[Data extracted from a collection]

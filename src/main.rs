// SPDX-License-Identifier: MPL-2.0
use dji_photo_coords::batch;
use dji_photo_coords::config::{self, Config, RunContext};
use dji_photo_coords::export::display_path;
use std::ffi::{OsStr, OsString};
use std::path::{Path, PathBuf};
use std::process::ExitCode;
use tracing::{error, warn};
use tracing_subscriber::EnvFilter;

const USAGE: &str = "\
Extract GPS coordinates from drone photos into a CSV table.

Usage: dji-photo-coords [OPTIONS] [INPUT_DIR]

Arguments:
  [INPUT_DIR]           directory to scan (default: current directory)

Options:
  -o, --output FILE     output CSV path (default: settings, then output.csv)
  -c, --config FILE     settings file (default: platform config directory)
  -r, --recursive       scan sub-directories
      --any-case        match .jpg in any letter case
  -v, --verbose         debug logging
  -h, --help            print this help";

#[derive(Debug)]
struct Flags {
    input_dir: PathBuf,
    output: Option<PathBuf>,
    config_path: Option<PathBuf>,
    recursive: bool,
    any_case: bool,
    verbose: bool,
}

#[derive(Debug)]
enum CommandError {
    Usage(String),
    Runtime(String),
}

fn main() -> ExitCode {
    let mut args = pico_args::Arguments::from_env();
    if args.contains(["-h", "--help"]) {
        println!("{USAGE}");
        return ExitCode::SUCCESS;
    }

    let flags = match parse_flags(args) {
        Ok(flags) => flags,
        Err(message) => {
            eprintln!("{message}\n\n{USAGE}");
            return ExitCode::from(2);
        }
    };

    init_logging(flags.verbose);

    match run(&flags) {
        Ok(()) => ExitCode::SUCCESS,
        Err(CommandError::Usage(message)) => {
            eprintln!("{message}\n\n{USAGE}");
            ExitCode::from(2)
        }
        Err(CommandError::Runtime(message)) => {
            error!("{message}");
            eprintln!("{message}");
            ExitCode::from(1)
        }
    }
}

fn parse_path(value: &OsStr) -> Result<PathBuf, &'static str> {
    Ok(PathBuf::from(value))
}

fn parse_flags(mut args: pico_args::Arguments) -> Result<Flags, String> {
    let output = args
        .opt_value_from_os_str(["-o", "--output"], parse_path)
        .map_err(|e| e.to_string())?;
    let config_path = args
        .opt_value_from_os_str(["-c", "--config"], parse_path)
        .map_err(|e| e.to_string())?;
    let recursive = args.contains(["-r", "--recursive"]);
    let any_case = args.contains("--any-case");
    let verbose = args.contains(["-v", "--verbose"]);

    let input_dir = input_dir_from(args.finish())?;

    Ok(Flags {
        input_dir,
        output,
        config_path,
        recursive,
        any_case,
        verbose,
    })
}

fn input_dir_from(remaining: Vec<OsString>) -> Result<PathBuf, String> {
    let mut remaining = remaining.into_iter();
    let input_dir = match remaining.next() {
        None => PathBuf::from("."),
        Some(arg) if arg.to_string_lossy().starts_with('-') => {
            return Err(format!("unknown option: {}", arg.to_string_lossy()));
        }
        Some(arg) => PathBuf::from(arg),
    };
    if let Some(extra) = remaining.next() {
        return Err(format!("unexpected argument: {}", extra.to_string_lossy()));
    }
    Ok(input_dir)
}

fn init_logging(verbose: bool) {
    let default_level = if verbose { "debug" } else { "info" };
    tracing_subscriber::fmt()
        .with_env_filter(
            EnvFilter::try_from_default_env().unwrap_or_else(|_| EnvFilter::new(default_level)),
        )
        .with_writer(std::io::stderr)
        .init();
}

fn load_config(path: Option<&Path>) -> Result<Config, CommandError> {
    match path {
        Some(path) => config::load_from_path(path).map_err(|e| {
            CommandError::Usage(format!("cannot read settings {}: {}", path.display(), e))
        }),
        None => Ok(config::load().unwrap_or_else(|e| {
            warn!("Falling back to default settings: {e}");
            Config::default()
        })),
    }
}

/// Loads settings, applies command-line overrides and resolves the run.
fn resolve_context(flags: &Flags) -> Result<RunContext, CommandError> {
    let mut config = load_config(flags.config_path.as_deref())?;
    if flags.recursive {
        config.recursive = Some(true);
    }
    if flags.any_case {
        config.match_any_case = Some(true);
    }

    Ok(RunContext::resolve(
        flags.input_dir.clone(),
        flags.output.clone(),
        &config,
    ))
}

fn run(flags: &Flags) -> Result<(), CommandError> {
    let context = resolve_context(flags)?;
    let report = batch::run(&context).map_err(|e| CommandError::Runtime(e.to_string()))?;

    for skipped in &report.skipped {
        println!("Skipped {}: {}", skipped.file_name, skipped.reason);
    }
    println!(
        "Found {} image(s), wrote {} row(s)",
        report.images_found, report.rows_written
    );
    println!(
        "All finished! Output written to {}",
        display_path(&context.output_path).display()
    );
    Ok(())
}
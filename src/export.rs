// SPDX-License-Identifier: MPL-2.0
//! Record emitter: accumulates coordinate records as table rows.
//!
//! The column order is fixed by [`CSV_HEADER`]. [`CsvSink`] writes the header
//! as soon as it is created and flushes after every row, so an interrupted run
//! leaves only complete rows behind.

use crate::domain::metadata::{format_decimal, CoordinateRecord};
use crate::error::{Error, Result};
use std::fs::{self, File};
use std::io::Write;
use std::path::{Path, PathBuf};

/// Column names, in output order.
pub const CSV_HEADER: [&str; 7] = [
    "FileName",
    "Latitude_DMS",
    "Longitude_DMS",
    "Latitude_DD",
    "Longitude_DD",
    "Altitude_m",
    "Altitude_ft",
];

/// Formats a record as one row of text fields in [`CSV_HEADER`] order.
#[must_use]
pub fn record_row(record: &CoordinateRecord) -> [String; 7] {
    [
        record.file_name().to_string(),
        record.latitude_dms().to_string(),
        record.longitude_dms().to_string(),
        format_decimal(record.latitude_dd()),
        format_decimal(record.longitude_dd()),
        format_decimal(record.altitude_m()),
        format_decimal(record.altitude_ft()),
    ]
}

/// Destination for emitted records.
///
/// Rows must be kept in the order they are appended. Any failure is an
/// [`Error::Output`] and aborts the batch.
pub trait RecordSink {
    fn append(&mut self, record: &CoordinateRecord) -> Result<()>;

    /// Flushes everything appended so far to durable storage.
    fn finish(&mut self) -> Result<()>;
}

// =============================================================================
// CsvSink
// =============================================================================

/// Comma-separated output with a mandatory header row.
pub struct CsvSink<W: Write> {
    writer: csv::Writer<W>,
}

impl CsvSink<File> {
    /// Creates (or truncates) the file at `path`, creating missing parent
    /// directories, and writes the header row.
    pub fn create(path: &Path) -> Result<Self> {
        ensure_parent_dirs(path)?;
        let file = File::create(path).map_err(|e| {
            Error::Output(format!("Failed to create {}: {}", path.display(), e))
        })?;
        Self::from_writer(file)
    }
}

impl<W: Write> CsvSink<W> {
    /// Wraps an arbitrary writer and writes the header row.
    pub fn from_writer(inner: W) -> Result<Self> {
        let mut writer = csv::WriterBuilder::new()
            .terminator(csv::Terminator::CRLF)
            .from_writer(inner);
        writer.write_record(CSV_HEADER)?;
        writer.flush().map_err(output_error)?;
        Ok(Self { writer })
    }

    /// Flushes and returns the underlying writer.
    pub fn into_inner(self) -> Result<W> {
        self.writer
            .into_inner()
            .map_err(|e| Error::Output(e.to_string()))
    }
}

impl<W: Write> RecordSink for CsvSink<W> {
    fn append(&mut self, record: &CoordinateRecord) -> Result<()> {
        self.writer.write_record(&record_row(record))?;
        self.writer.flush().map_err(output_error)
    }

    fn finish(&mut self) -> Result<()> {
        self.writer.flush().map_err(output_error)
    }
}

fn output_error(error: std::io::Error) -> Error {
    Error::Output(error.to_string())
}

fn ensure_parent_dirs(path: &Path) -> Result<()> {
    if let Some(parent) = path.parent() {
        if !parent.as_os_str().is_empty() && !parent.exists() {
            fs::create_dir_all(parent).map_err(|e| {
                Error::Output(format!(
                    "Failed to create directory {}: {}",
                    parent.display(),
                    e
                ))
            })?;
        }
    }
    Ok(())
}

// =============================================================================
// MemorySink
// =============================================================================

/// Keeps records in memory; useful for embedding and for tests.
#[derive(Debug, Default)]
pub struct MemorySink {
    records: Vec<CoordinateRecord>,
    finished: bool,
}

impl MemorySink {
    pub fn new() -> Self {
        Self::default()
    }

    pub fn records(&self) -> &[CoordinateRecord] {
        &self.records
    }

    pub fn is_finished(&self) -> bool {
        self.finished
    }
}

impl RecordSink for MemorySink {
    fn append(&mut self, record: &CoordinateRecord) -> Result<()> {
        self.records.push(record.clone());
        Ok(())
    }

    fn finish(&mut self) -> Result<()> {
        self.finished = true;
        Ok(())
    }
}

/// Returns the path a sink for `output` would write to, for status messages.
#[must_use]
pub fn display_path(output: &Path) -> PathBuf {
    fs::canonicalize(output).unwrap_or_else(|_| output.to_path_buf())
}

# TASK:
Please output the line that contains "pub fn display_path(output: &Path)" and every line after it in the entries above, exactly, and nothing more.

# REPLY:
pub fn display_path(output: &Path) -> PathBuf {
    fs::canonicalize(output).unwrap_or_else(|_| output.to_path_buf())
}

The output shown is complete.